Stored data:
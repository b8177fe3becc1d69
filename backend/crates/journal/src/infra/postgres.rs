//! PostgreSQL Repository Implementation
//!
//! Queries carry no owner filter. The `posts` row-security policy, keyed on
//! the session's `app.current_user_id`, is what hides other accounts' rows.

use chrono::{DateTime, Utc};
use kernel::id::{AccountId, PostId};
use platform::scope::PgScopedSession;
use uuid::Uuid;

use crate::domain::entities::Post;
use crate::domain::repository::PostRepository;
use crate::domain::value_objects::{PostBody, PostTitle};
use crate::error::JournalResult;

impl PostRepository for PgScopedSession {
    async fn insert(&self, post: &Post) -> JournalResult<()> {
        let mut conn = self.acquire().await?;
        sqlx::query(
            r#"
            INSERT INTO posts (id, user_id, title, body, created_at, updated_at)
            VALUES ($1, $2, $3, $4, $5, $6)
            "#,
        )
        .bind(post.id.into_uuid())
        .bind(post.user_id.into_uuid())
        .bind(post.title.as_str())
        .bind(post.body.as_str())
        .bind(post.created_at)
        .bind(post.updated_at)
        .execute(&mut *conn)
        .await?;

        Ok(())
    }

    async fn list(&self) -> JournalResult<Vec<Post>> {
        let mut conn = self.acquire().await?;
        let rows = sqlx::query_as::<_, PostRow>(
            r#"
            SELECT id, user_id, title, body, created_at, updated_at
            FROM posts
            ORDER BY created_at DESC, id DESC
            "#,
        )
        .fetch_all(&mut *conn)
        .await?;

        Ok(rows.into_iter().map(PostRow::into_post).collect())
    }

    async fn find(&self, id: PostId) -> JournalResult<Option<Post>> {
        let mut conn = self.acquire().await?;
        let row = sqlx::query_as::<_, PostRow>(
            r#"
            SELECT id, user_id, title, body, created_at, updated_at
            FROM posts
            WHERE id = $1
            "#,
        )
        .bind(id.into_uuid())
        .fetch_optional(&mut *conn)
        .await?;

        Ok(row.map(PostRow::into_post))
    }

    async fn update(&self, post: &Post) -> JournalResult<bool> {
        let mut conn = self.acquire().await?;
        let updated = sqlx::query(
            r#"
            UPDATE posts
            SET title = $2, body = $3, updated_at = $4
            WHERE id = $1
            "#,
        )
        .bind(post.id.into_uuid())
        .bind(post.title.as_str())
        .bind(post.body.as_str())
        .bind(post.updated_at)
        .execute(&mut *conn)
        .await?
        .rows_affected();

        Ok(updated > 0)
    }

    async fn delete(&self, id: PostId) -> JournalResult<bool> {
        let mut conn = self.acquire().await?;
        let deleted = sqlx::query("DELETE FROM posts WHERE id = $1")
            .bind(id.into_uuid())
            .execute(&mut *conn)
            .await?
            .rows_affected();

        Ok(deleted > 0)
    }
}

#[derive(sqlx::FromRow)]
struct PostRow {
    id: Uuid,
    user_id: Uuid,
    title: String,
    body: String,
    created_at: DateTime<Utc>,
    updated_at: DateTime<Utc>,
}

impl PostRow {
    fn into_post(self) -> Post {
        Post {
            id: PostId::from_uuid(self.id),
            user_id: AccountId::from_uuid(self.user_id),
            title: PostTitle::from_db(self.title),
            body: PostBody::from_db(self.body),
            created_at: self.created_at,
            updated_at: self.updated_at,
        }
    }
}
//! Presentation Layer
//!
//! HTTP handlers, DTOs, router, and middleware.

pub mod dto;
pub mod handlers;
pub mod middleware;
pub mod router;
pub mod scope;

pub use handlers::AuthAppState;
pub use middleware::{AuthMiddlewareState, CurrentAccount, require_auth};
pub use router::{auth_router, auth_router_generic};
pub use scope::{AccessScope, bind_access_scope};
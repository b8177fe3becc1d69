//! Access scope layer.
//!
//! Opens one row-scoped session per authenticated request, hands it to the
//! handler as [`AccessScope`], and finishes it from the response status:
//! commit on success or redirect, rollback otherwise.

use axum::body::Body;
use axum::extract::FromRequestParts;
use axum::http::Request;
use axum::http::request::Parts;
use axum::middleware::Next;
use axum::response::{IntoResponse, Response};
use platform::scope::{ScopeBinder, ScopedHandle};

use crate::error::{AuthError, UnauthenticatedReason};
use crate::presentation::middleware::CurrentAccount;

/// The request's scoped session.
#[derive(Debug, Clone)]
pub struct AccessScope<H>(pub H);

/// Must run inside [`require_auth`](crate::presentation::middleware::require_auth).
pub async fn bind_access_scope<B>(binder: B, mut req: Request<Body>, next: Next) -> Response
where
    B: ScopeBinder,
{
    let Some(owner) = req.extensions().get::<CurrentAccount>().map(|c| c.id) else {
        return AuthError::Unauthenticated(UnauthenticatedReason::MissingIdentity).into_response();
    };

    let handle = match binder.bind(owner.into_uuid()).await {
        Ok(handle) => handle,
        Err(e) => return AuthError::from(e).into_response(),
    };
    req.extensions_mut().insert(AccessScope(handle.clone()));

    let response = next.run(req).await;

    let status = response.status();
    if status.is_success() || status.is_redirection() {
        if let Err(e) = handle.commit().await {
            tracing::error!(account_id = %owner, error = %e, "Scoped session commit failed");
            return AuthError::from(e).into_response();
        }
    } else if let Err(e) = handle.rollback().await {
        tracing::warn!(account_id = %owner, error = %e, "Scoped session rollback failed");
    }

    response
}

impl<H, S> FromRequestParts<S> for AccessScope<H>
where
    H: Clone + Send + Sync + 'static,
    S: Send + Sync,
{
    type Rejection = AuthError;

    async fn from_request_parts(parts: &mut Parts, _state: &S) -> Result<Self, Self::Rejection> {
        parts
            .extensions
            .get::<AccessScope<H>>()
            .cloned()
            .ok_or_else(|| AuthError::Internal("access scope layer is not installed".to_string()))
    }
}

**Aim of the task:**
Would you return every line of the data above exactly?

**Output of the task:**
repository b8177fe3becc1d69
filename backend/crates/journal/src/infra/postgres.rs
//! PostgreSQL Repository Implementation
//!
//! Queries carry no owner filter. The `posts` row-security policy, keyed on
//! the session's `app.current_user_id`, is what hides other accounts' rows.

use chrono::{DateTime, Utc};
use kernel::id::{AccountId, PostId};
use platform::scope::PgScopedSession;
use uuid::Uuid;

use crate::domain::entities::Post;
use crate::domain::repository::PostRepository;
use crate::domain::value_objects::{PostBody, PostTitle};
use crate::error::JournalResult;

impl PostRepository for PgScopedSession {
    async fn insert(&self, post: &Post) -> JournalResult<()> {
        let mut conn = self.acquire().await?;
        sqlx::query(
            r#"
            INSERT INTO posts (id, user_id, title, body, created_at, updated_at)
            VALUES ($1, $2, $3, $4, $5, $6)
            "#,
        )
        .bind(post.id.into_uuid())
        .bind(post.user_id.into_uuid())
        .bind(post.title.as_str())
        .bind(post.body.as_str())
        .bind(post.created_at)
        .bind(post.updated_at)
        .execute(&mut *conn)
        .await?;

        Ok(())
    }

    async fn list(&self) -> JournalResult<Vec<Post>> {
        let mut conn = self.acquire().await?;
        let rows = sqlx::query_as::<_, PostRow>(
            r#"
            SELECT id, user_id, title, body, created_at, updated_at
            FROM posts
            ORDER BY created_at DESC, id DESC
            "#,
        )
        .fetch_all(&mut *conn)
        .await?;

        Ok(rows.into_iter().map(PostRow::into_post).collect())
    }

    async fn find(&self, id: PostId) -> JournalResult<Option<Post>> {
        let mut conn = self.acquire().await?;
        let row = sqlx::query_as::<_, PostRow>(
            r#"
            SELECT id, user_id, title, body, created_at, updated_at
            FROM posts
            WHERE id = $1
            "#,
        )
        .bind(id.into_uuid())
        .fetch_optional(&mut *conn)
        .await?;

        Ok(row.map(PostRow::into_post))
    }

    async fn update(&self, post: &Post) -> JournalResult<bool> {
        let mut conn = self.acquire().await?;
        let updated = sqlx::query(
            r#"
            UPDATE posts
            SET title = $2, body = $3, updated_at = $4
            WHERE id = $1
            "#,
        )
        .bind(post.id.into_uuid())
        .bind(post.title.as_str())
        .bind(post.body.as_str())
        .bind(post.updated_at)
        .execute(&mut *conn)
        .await?
        .rows_affected();

        Ok(updated > 0)
    }

    async fn delete(&self, id: PostId) -> JournalResult<bool> {
        let mut conn = self.acquire().await?;
        let deleted = sqlx::query("DELETE FROM posts WHERE id = $1")
            .bind(id.into_uuid())
            .execute(&mut *conn)
            .await?
            .rows_affected();

        Ok(deleted > 0)
    }
}

#[derive(sqlx::FromRow)]
struct PostRow {
    id: Uuid,
    user_id: Uuid,
    title: String,
    body: String,
    created_at: DateTime<Utc>,
    updated_at: DateTime<Utc>,
}

impl PostRow {
    fn into_post(self) -> Post {
        Post {
            id: PostId::from_uuid(self.id),
            user_id: AccountId::from_uuid(self.user_id),
            title: PostTitle::from_db(self.title),
            body: PostBody::from_db(self.body),
            created_at: self.created_at,
            updated_at: self.updated_at,
        }
    }
}
//! Presentation Layer
//!
//! HTTP handlers, DTOs, router, and middleware.

pub mod dto;
pub mod handlers;
pub mod middleware;
pub mod router;
pub mod scope;

pub use handlers::AuthAppState;
pub use middleware::{AuthMiddlewareState, CurrentAccount, require_auth};
pub use router::{auth_router, auth_router_generic};
pub use scope::{AccessScope, bind_access_scope};
repository b8177fe3becc1d69
//! Access scope layer.
//!
//! Opens one row-scoped session per authenticated request, hands it to the
//! handler as [`AccessScope`], and finishes it from the response status:
//! commit on success or redirect, rollback otherwise.

use axum::body::Body;
use axum::extract::FromRequestParts;
use axum::http::Request;
use axum::http::request::Parts;
use axum::middleware::Next;
use axum::response::{IntoResponse, Response};
use platform::scope::{ScopeBinder, ScopedHandle};

use crate::error::{AuthError, UnauthenticatedReason};
use crate::presentation::middleware::CurrentAccount;

/// The request's scoped session.
#[derive(Debug, Clone)]
pub struct AccessScope<H>(pub H);

/// Must run inside [`require_auth`](crate::presentation::middleware::require_auth).
pub async fn bind_access_scope<B>(binder: B, mut req: Request<Body>, next: Next) -> Response
where
    B: ScopeBinder,
{
    let Some(owner) = req.extensions().get::<CurrentAccount>().map(|c| c.id) else {
        return AuthError::Unauthenticated(UnauthenticatedReason::MissingIdentity).into_response();
    };

    let handle = match binder.bind(owner.into_uuid()).await {
        Ok(handle) => handle,
        Err(e) => return AuthError::from(e).into_response(),
    };
    req.extensions_mut().insert(AccessScope(handle.clone()));

    let response = next.run(req).await;

    let status = response.status();
    if status.is_success() || status.is_redirection() {
        if let Err(e) = handle.commit().await {
            tracing::error!(account_id = %owner, error = %e, "Scoped session commit failed");
            return AuthError::from(e).into_response();
        }
    } else if let Err(e) = handle.rollback().await {
        tracing::warn!(account_id = %owner, error = %e, "Scoped session rollback failed");
    }

    response
}

impl<H, S> FromRequestParts<S> for AccessScope<H>
where
    H: Clone + Send + Sync + 'static,
    S: Send + Sync,
{
    type Rejection = AuthError;

    async fn from_request_parts(parts: &mut Parts, _state: &S) -> Result<Self, Self::Rejection> {
        parts
            .extensions
            .get::<AccessScope<H>>()
            .cloned()
            .ok_or_else(|| AuthError::Internal("access scope layer is not installed".to_string()))
    }
}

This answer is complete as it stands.